Summary: Fourteen year-old Winston’s bad behaviour at home and at school has his mother at her wits’ end. Following a suggestion from the police officer who brought Winston home from his latest runaway attempt, Winston’s mother sends him to live with his father for a bit. About to leave on a trip to Nova Scotia to follow a lead on a story, Winston’s father takes Winston along. It’s 1980 and it turns out the story is about a young, unknown man named Terry Fox who is on the cusp of changing the country and perhaps Winston too.
Number of Pages: 236
Age Range: 12-14
Review: Eric Walters blends fiction and non-fiction to create a classic story about one of Canada’s most beloved heroes, Terry Fox.
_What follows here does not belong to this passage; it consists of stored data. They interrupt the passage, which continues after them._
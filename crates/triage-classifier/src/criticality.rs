//! Criticality Classifier
//!
//! Applies the Hot, Blocking and Regression predicates to a target issue
//! and reports the highest-precedence tier that holds. Every predicate is
//! evaluated, so the rationale can list all matched tiers.

use crate::similarity::TokenOverlap;
use regex::Regex;
use std::sync::LazyLock;
use triage_catalog::{CriticalityRules, RuleCatalog};
use triage_domain::normalize::{normalize_label, normalize_version};
use triage_domain::{CriticalityTier, SignalSet, TextSimilarity};

static DEFAULT_SIMILARITY: TokenOverlap = TokenOverlap;

/// "Previously worked" phrases, each followed by a `RELEASE` unless it names none
static VERSION_PHRASES: LazyLock<Vec<Regex>> = LazyLock::new(|| {
    [
        r"(?i)\bwork(?:ed|ing)\s+(?:fine\s+|correctly\s+)?(?:in|on|with)\s+",
        r"(?i)\bbroke(?:n)?\s+in\s+",
        r"(?i)\bsince\s+",
        r"(?i)\bafter\s+(?:upgrading|updating)\s+from\s+",
        r"(?i)\bregression\s+from\s+",
    ]
    .iter()
    .map(|lead| Regex::new(&format!("{}{}", lead, RELEASE)).unwrap())
    .chain(std::iter::once(Regex::new(r"(?i)\bused\s+to\s+work").unwrap()))
    .collect()
});

/// A release: `version N`/`vN` (group 1) or a bare dotted number (group 2).
/// A bare integer ("since 2 days") is not a release.
const RELEASE: &str = r"(?:(?:version\s+v?|v)(\d[\w.\-]*\w|\d)|(\d+\.\d(?:[\w.\-]*\w)?))";

/// Negation just before a phrase ("no workaround", "without a workaround")
static NEGATION: LazyLock<Regex> = LazyLock::new(|| {
    Regex::new(r"(?i)\b(?:no|not|without|never)(?:\s+(?:a|an|any|known|real|good))*\s*$").unwrap()
});

/// Outcome of one predicate
#[derive(Debug, Clone, PartialEq, Eq)]
pub struct PredicateResult {
    /// Tier the predicate grants
    pub tier: CriticalityTier,

    /// Whether the predicate holds
    pub held: bool,

    /// What satisfied it, or the first condition that failed
    pub detail: String,
}

impl PredicateResult {
    fn held(tier: CriticalityTier, detail: String) -> Self {
        Self {
            tier,
            held: true,
            detail,
        }
    }

    fn failed(tier: CriticalityTier, detail: String) -> Self {
        Self {
            tier,
            held: false,
            detail,
        }
    }
}

/// Criticality decision for one issue
#[derive(Debug, Clone, PartialEq, Eq)]
pub struct CriticalityOutcome {
    /// Reported tier
    pub tier: CriticalityTier,

    /// Tiers whose predicate held, highest precedence first
    pub matched: Vec<CriticalityTier>,

    /// Per-predicate results in precedence order
    pub predicates: Vec<PredicateResult>,

    /// Human-readable explanation
    pub rationale: String,
}

/// Hot / Blocking / Regression classifier
pub struct CriticalityClassifier<'a> {
    rules: &'a CriticalityRules,
    symptom_threshold: f64,
    similarity: &'a dyn TextSimilarity,
}

impl<'a> CriticalityClassifier<'a> {
    /// Create a classifier using the catalog's rules and token-overlap similarity
    pub fn new(catalog: &'a RuleCatalog) -> Self {
        Self {
            rules: &catalog.criticality,
            symptom_threshold: catalog.duplicates.symptom_similarity,
            similarity: &DEFAULT_SIMILARITY,
        }
    }

    /// Use a different symptom similarity measure
    pub fn with_similarity(mut self, similarity: &'a dyn TextSimilarity) -> Self {
        self.similarity = similarity;
        self
    }

    /// Classify a target issue against a candidate pool
    pub fn classify(&self, target: &SignalSet, pool: &[SignalSet]) -> CriticalityOutcome {
        let mut predicates = vec![
            self.blocking(target),
            self.regression(target),
            self.hot(target, pool),
        ];
        predicates.sort_by(|a, b| b.tier.compare_precedence(&a.tier));

        let matched: Vec<CriticalityTier> =
            predicates.iter().filter(|p| p.held).map(|p| p.tier).collect();
        let tier = CriticalityTier::highest(matched.iter().copied());

        for p in &predicates {
            tracing::debug!(
                "Issue {} {}: {} ({})",
                target.id,
                p.tier.as_str(),
                if p.held { "held" } else { "not held" },
                p.detail
            );
        }

        let rationale = render_rationale(tier, &matched, &predicates);
        CriticalityOutcome {
            tier,
            matched,
            predicates,
            rationale,
        }
    }

    /// Candidates sharing an error signature or reproduction key with the target
    pub fn similar_issues<'p>(&self, target: &SignalSet, pool: &'p [SignalSet]) -> Vec<&'p SignalSet> {
        let target_key = target.repro_key();
        pool.iter()
            .filter(|c| c.id != target.id)
            .filter(|c| {
                let shares_signature = c
                    .error_signatures
                    .iter()
                    .any(|s| target.error_signatures.contains(s));
                let shares_steps = target_key.is_some() && c.repro_key() == target_key;
                shares_signature || shares_steps
            })
            .collect()
    }

    fn hot(&self, target: &SignalSet, pool: &[SignalSet]) -> PredicateResult {
        let tier = CriticalityTier::Hot;
        let similar = self.similar_issues(target, pool);
        let matching_symptom = similar
            .iter()
            .filter(|c| {
                self.similarity.similarity(target.symptom_text(), c.symptom_text())
                    >= self.symptom_threshold
            })
            .count();

        if matching_symptom < self.rules.hot_min_similar {
            return PredicateResult::failed(
                tier,
                format!(
                    "{} similar issue(s) with matching symptom, needs {}",
                    matching_symptom, self.rules.hot_min_similar
                ),
            );
        }

        // With the default thresholds the comment floor below implies this
        // one; a catalog may raise it above `hot_min_human_comments + 1`.
        let human_comments = target.human_comment_count();
        let engagement = target
            .thumbs_up()
            .saturating_add(u32::try_from(human_comments).unwrap_or(u32::MAX));
        if engagement < self.rules.hot_min_engagement {
            return PredicateResult::failed(
                tier,
                format!(
                    "engagement {} (thumbs-up + comments), needs {}",
                    engagement, self.rules.hot_min_engagement
                ),
            );
        }

        if human_comments <= self.rules.hot_min_human_comments {
            return PredicateResult::failed(
                tier,
                format!(
                    "{} non-bot comment(s), needs more than {}",
                    human_comments, self.rules.hot_min_human_comments
                ),
            );
        }

        PredicateResult::held(
            tier,
            format!(
                "{} similar issues with matching symptom, engagement {}, {} non-bot comments",
                matching_symptom, engagement, human_comments
            ),
        )
    }

    fn blocking(&self, target: &SignalSet) -> PredicateResult {
        let tier = CriticalityTier::Blocking;
        let text = target.searchable_text();

        let core = self
            .rules
            .core_labels
            .iter()
            .find(|l| target.has_label(l))
            .map(|l| format!("label '{}'", normalize_label(l)))
            .or_else(|| {
                self.rules
                    .core_keywords
                    .iter()
                    .map(|k| normalize_label(k))
                    .find(|k| !k.is_empty() && text.contains(k.as_str()))
                    .map(|k| format!("keyword '{}'", k))
            });

        let Some(core) = core else {
            return PredicateResult::failed(tier, "no core-function label or keyword".to_string());
        };

        let workaround = self
            .rules
            .workaround_labels
            .iter()
            .find(|l| target.has_label(l))
            .map(|l| format!("label '{}'", normalize_label(l)))
            .or_else(|| {
                self.rules
                    .workaround_keywords
                    .iter()
                    .map(|k| normalize_label(k))
                    .find(|k| mentions_affirmatively(&text, k))
                    .map(|k| format!("keyword '{}'", k))
            });

        match workaround {
            Some(w) => PredicateResult::failed(tier, format!("{} present but workaround {} found", core, w)),
            None => PredicateResult::held(tier, format!("core function {} with no workaround", core)),
        }
    }

    fn regression(&self, target: &SignalSet) -> PredicateResult {
        let tier = CriticalityTier::Regression;

        let labelled = self.rules.regression_labels.iter().find(|l| target.has_label(l));
        let (phrase, captured) = find_version_phrase(&target.body);

        let marker = match (labelled, phrase) {
            (Some(l), _) => format!("label '{}'", normalize_label(l)),
            (None, Some(p)) => format!("phrase '{}'", p),
            (None, None) => {
                return PredicateResult::failed(tier, "no previously-worked marker".to_string());
            }
        };

        let prior = target
            .last_working_version
            .as_deref()
            .filter(|v| !v.trim().is_empty())
            .map(str::to_string)
            .or(captured);
        let Some(prior) = prior else {
            return PredicateResult::failed(tier, format!("{} but no prior release identified", marker));
        };

        let Some(current) = target.environment.version.as_deref().filter(|v| !v.trim().is_empty())
        else {
            return PredicateResult::failed(tier, format!("{} but current release unknown", marker));
        };

        if normalize_version(&prior) == normalize_version(current) {
            return PredicateResult::failed(
                tier,
                format!("{} but prior release {} equals current", marker, prior.trim()),
            );
        }

        PredicateResult::held(
            tier,
            format!("{}: worked in {}, failing in {}", marker, prior.trim(), current.trim()),
        )
    }
}

/// First "previously worked" phrase in a body and the release it names
pub fn find_version_phrase(body: &str) -> (Option<String>, Option<String>) {
    for regex in VERSION_PHRASES.iter() {
        if let Some(caps) = regex.captures(body) {
            let phrase = caps.get(0).map(|m| m.as_str().to_lowercase());
            let version = caps.get(1).or_else(|| caps.get(2)).map(|m| m.as_str().to_string());
            return (phrase, version);
        }
    }
    (None, None)
}

/// Whether `phrase` occurs in `text` at least once without a preceding negation
fn mentions_affirmatively(text: &str, phrase: &str) -> bool {
    if phrase.is_empty() {
        return false;
    }
    text.match_indices(phrase).any(|(start, _)| {
        let window_start = text[..start]
            .char_indices()
            .rev()
            .nth(24)
            .map(|(i, _)| i)
            .unwrap_or(0);
        !NEGATION.is_match(&text[window_start..start])
    })
}

fn render_rationale(
    tier: CriticalityTier,
    matched: &[CriticalityTier],
    predicates: &[PredicateResult],
) -> String {
    let mut parts = Vec::with_capacity(predicates.len() + 1);
    if matched.is_empty() {
        parts.push("No criticality predicate held".to_string());
    } else {
        let names: Vec<&str> = matched.iter().map(|t| t.as_str()).collect();
        parts.push(format!("Reported {} (matched: {})", tier.as_str(), names.join(", ")));
    }
    for p in predicates {
        parts.push(format!("{}: {}", p.tier.as_str(), p.detail));
    }
    parts.join("; ")
}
Keeping in mind that my experience of Terry is second-hand through movies and books, I thought Walters did a superb job in his portrayal of Terry and his friend Doug Alward. I could imagine Terry Fox saying the words and dialogue that Walters wrote. I especially liked the way Walters put more of the focus on Doug, because his role in the Marathon of Hope is often undervalued. The message about best friends fighting but still being friends was honest and realistic, but is also somewhat overlooked as an aspect of Terry’s journey. Walters truly captured that Terry was an average guy doing an extraordinary thing, being supported by extremely loyal friends and family.
The only problem was that the parts of the book featuring Terry Fox and Doug Alward were so well done that I found myself just wanting to read more about them instead of Winston. Although I suppose it’s a bit like Blood Brothers in Louisbourg by Philip Roy, Run works as an exploration of a historical event because the narrator is an observer and is not directly involved. Also, part of Walters’ purpose in writing the book was to educate a new generation about Terry Fox and his Marathon of Hope. Placing Winston as the narrator is effective because he’s just an average kid that others will be able to relate to.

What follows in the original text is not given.